Toen G’d Mozes opdroeg om de berg Nevo te beklimmen, meende de Engel des Doods, dat hij toestemming had om Mosje Rabbenoe te doden. Hij vloog naar beneden maar Mosje pakte hem en wierp hem op de grond: “G’d heeft mij verzekerd dat jij geen macht over mij hebt”, vertelde Mosje aan de Doodsengel, “luister hier terwijl ik de stammen zegen”. En zo werd de Doodsengel gedwongen te luisteren naar de zegeningen voor de twaalf stammen. De Tiferet Zion legt uit dat de Doodsengel een andere naam is voor de Satan. Satan wilde dat de Bné Jisraëel (de Joden) de berachot van Mosje niet zouden ontvangen.

Mosje bond hem vast en voorkwam dat de Satan de Joden zou aanklagen, zodat de zegeningen geen doel zouden treffen. Mosje wilde als laatste daad in zijn leven de Joden zegenen. Het boek Dewariem was hij begonnen met vloeken, tuchtigingen en terechtwijzingen, hetgeen ook veel van de voorgaande Tora-afdeling (Parsjat Ha’azienoe) in beslag neemt.

Aan het einde van de Tora wilde Mosje het Joodse volk zegenen. De latere profeten leerden van Mosje Rabbenoe dat zij hun harde toespraken tot het Joodse volk altijd met zegening en troost zouden eindigen. De Tora noemt Mosje aan het begin van de Tora-afdeling Wezot haBeracha de ‘man van G’d’ (Deut. 33:1). Deze titel kreeg Mosje pas bij het zegenen van de Joden, omdat alleen iemand die het Joodse volk verdedigt en prijst, door G’d wordt verheven.

In Wezot haBeracha staan belangrijke filosofische gedachten, waarvan we hieronder enkele laten volgen.

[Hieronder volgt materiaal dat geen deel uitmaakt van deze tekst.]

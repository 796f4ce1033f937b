use chrono::{DateTime, Utc};
use serde::{Deserialize, Serialize};

use storefront_core::{CustomerId, LineItemId, Money, ReturnOrderId, SalesOrderId};
use storefront_events::Event;

use crate::disposition::{Disposition, DispositionType, RefundMethod};
use crate::order::ReturnOrder;

/// Aggregate type recorded on return order event envelopes.
pub const AGGREGATE_TYPE: &str = "returns.order";

/// Event: ReturnOrderCommitted.
#[derive(Debug, Clone, PartialEq, Eq, Serialize, Deserialize)]
pub struct ReturnOrderCommitted {
    pub return_order_id: ReturnOrderId,
    pub customer_id: CustomerId,
    pub sales_order_id: Option<SalesOrderId>,
    pub item_count: usize,
    pub occurred_at: DateTime<Utc>,
}

/// Event: ReplacementProcessing.
#[derive(Debug, Clone, PartialEq, Eq, Serialize, Deserialize)]
pub struct ReplacementProcessing {
    pub return_order_id: ReturnOrderId,
    pub line_id: LineItemId,
    pub occurred_at: DateTime<Utc>,
}

/// Event: ReplacementCompleted.
#[derive(Debug, Clone, PartialEq, Eq, Serialize, Deserialize)]
pub struct ReplacementCompleted {
    pub return_order_id: ReturnOrderId,
    pub line_id: LineItemId,
    pub is_new_unit: bool,
    pub occurred_at: DateTime<Utc>,
}

/// Event: RefundRecorded.
#[derive(Debug, Clone, PartialEq, Eq, Serialize, Deserialize)]
pub struct RefundRecorded {
    pub return_order_id: ReturnOrderId,
    pub line_id: LineItemId,
    pub amount: Money,
    pub method: RefundMethod,
    pub occurred_at: DateTime<Utc>,
}

/// Event: DispositionReassigned. Carries the discarded sub-record.
#[derive(Debug, Clone, PartialEq, Eq, Serialize, Deserialize)]
pub struct DispositionReassigned {
    pub return_order_id: ReturnOrderId,
    pub line_id: LineItemId,
    pub from: DispositionType,
    pub to: DispositionType,
    pub discarded: Disposition,
    pub occurred_at: DateTime<Utc>,
}

#[derive(Debug, Clone, PartialEq, Eq, Serialize, Deserialize)]
pub enum ReturnOrderEvent {
    ReturnOrderCommitted(ReturnOrderCommitted),
    ReplacementProcessing(ReplacementProcessing),
    ReplacementCompleted(ReplacementCompleted),
    RefundRecorded(RefundRecorded),
    DispositionReassigned(DispositionReassigned),
}

impl ReturnOrderEvent {
    pub fn committed(order: &ReturnOrder, occurred_at: DateTime<Utc>) -> Self {
        ReturnOrderEvent::ReturnOrderCommitted(ReturnOrderCommitted {
            return_order_id: order.id_typed(),
            customer_id: order.customer_id(),
            sales_order_id: order.sales_order_id(),
            item_count: order.items().len(),
            occurred_at,
        })
    }

    pub fn return_order_id(&self) -> ReturnOrderId {
        match self {
            ReturnOrderEvent::ReturnOrderCommitted(e) => e.return_order_id,
            ReturnOrderEvent::ReplacementProcessing(e) => e.return_order_id,
            ReturnOrderEvent::ReplacementCompleted(e) => e.return_order_id,
            ReturnOrderEvent::RefundRecorded(e) => e.return_order_id,
            ReturnOrderEvent::DispositionReassigned(e) => e.return_order_id,
        }
    }
}

impl Event for ReturnOrderEvent {
    fn event_type(&self) -> &'static str {
        match self {
            ReturnOrderEvent::ReturnOrderCommitted(_) => "returns.order.committed",
            ReturnOrderEvent::ReplacementProcessing(_) => "returns.replacement.processing",
            ReturnOrderEvent::ReplacementCompleted(_) => "returns.replacement.completed",
            ReturnOrderEvent::RefundRecorded(_) => "returns.refund.recorded",
            ReturnOrderEvent::DispositionReassigned(_) => "returns.disposition.reassigned",
        }
    }

    fn version(&self) -> u32 {
        1
    }

    fn occurred_at(&self) -> DateTime<Utc> {
        match self {
            ReturnOrderEvent::ReturnOrderCommitted(e) => e.occurred_at,
            ReturnOrderEvent::ReplacementProcessing(e) => e.occurred_at,
            ReturnOrderEvent::ReplacementCompleted(e) => e.occurred_at,
            ReturnOrderEvent::RefundRecorded(e) => e.occurred_at,
            ReturnOrderEvent::DispositionReassigned(e) => e.occurred_at,
        }
    }
}
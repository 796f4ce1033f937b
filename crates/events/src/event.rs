use chrono::{DateTime, Utc};

/// A domain-agnostic event.
///
/// Events are:
/// - **immutable** (treat them as facts)
/// - **versioned** (schema evolution)
/// - designed to be **append-only**
pub trait Event: Clone + core::fmt::Debug + Send + Sync + 'static {
    /// Stable event name/type identifier (e.g. "returns.order.committed").
    fn event_type(&self) -> &'static str;

    /// Schema version for this event type.
    fn version(&self) -> u32;

    /// When the event occurred (business time).
    fn occurred_at(&self) -> DateTime<Utc>;
}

Dewariem 33:2:“Hij sprak toen: G’d kwam van Sinaï en ging vanuit Se’ier voor hen op, straalde van het gebergte Paran en kwam van myriaden van heiligen; uit Zijn rechterhand kregen zij een vuurwet.”

Weigering bij de volkeren

“Vanuit Seir ging Hij voor hen op”. Eerst richtte G’d zich tot de zonen van Esau, bewoners van Seir. Hij wilde, dat zij de Tora zouden aannemen, maar zij weigerden dit. “Hij straalde van het gebergte Paran”. G’d had zich verder gericht tot de zonen van Isma’el (de Arabieren), maar ook zij weigerden de Tora.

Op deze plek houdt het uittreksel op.